● **Description of the task**: Report each line of the data that contains the string "guarded".

● **Input data**:
<<<<
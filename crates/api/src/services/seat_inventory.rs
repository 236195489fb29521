//! Seat reservation against a session's `available_seats` counter.
//!
//! Both operations take the caller's transaction connection. The guarded
//! `UPDATE` locks the session row until that transaction ends, so concurrent
//! reservations for one session are serialized and the counter never drops
//! below zero.

use kino_core::booking::{check_capacity, validate_seat_count};
use kino_core::error::CoreError;
use kino_core::types::DbId;
use kino_db::repositories::MovieSessionRepo;
use sqlx::PgConnection;

use crate::error::{AppError, AppResult};
use crate::services::retry::MAX_ATTEMPTS;

/// Take `count` seats from a session. Returns the seats left.
///
/// Fails with `Validation` for a non-positive count, `NotFound` for a missing
/// session and `InsufficientCapacity` when fewer than `count` seats remain.
/// Nothing is written on failure.
pub async fn reserve_seats(conn: &mut PgConnection, session_id: DbId, count: i64) -> AppResult<i32> {
    let count = validate_seat_count(count)?;

    let mut attempt = 1;
    loop {
        if let Some(remaining) =
            MovieSessionRepo::reserve_seats(&mut *conn, session_id, count).await?
        {
            tracing::debug!(session_id, count, remaining, attempt, "Seats reserved");
            return Ok(remaining);
        }

        let available = MovieSessionRepo::available_seats(&mut *conn, session_id)
            .await?
            .ok_or_else(|| AppError::not_found("MovieSession", session_id))?;
        after_missed_update(session_id, available, count, attempt)?;
        tracing::debug!(session_id, count, available, attempt, "Seat count changed, retrying reservation");
        attempt += 1;
    }
}

/// Decide what follows a guarded update that matched no row.
///
/// `Ok` means the re-read shows enough seats (a concurrent release landed in
/// between) and the update should run again; after [`MAX_ATTEMPTS`] updates
/// this becomes `Conflict`.
fn after_missed_update(session_id: DbId, available: i32, count: i32, attempt: u32) -> Result<(), CoreError> {
    check_capacity(session_id, available, count)?;
    if attempt >= MAX_ATTEMPTS {
        return Err(CoreError::Conflict(format!(
            "Seat count of session {session_id} kept changing during reservation"
        )));
    }
    Ok(())
}

/// Return `count` seats previously taken by [`reserve_seats`]. Returns the
/// seats now available.
pub async fn release_seats(conn: &mut PgConnection, session_id: DbId, count: i32) -> AppResult<i32> {
    if count <= 0 {
        return Err(AppError::Core(CoreError::Validation(format!(
            "Seat count must be positive, got {count}"
        ))));
    }
    let available = MovieSessionRepo::release_seats(&mut *conn, session_id, count)
        .await?
        .ok_or_else(|| AppError::not_found("MovieSession", session_id))?;
    tracing::debug!(session_id, count, available, "Seats released");
    Ok(available)
}

#[cfg(test)]
mod tests {
    use super::*;
    use assert_matches::assert_matches;

    #[test]
    fn missed_update_with_too_few_seats_is_insufficient_capacity() {
        assert_matches!(
            after_missed_update(7, 1, 2, 1),
            Err(CoreError::InsufficientCapacity { session_id: 7, requested: 2, available: 1 })
        );
    }

    #[test]
    fn missed_update_with_enough_seats_is_retried() {
        assert_matches!(after_missed_update(7, 5, 2, 1), Ok(()));
        assert_matches!(after_missed_update(7, 5, 2, MAX_ATTEMPTS - 1), Ok(()));
    }

    #[test]
    fn missed_update_gives_up_after_bounded_attempts() {
        assert_matches!(
            after_missed_update(7, 5, 2, MAX_ATTEMPTS),
            Err(CoreError::Conflict(_))
        );
    }
}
>>>>
● **Result for this task**:
//! Both operations take the caller's transaction connection. The guarded
/// Decide what follows a guarded update that matched no row.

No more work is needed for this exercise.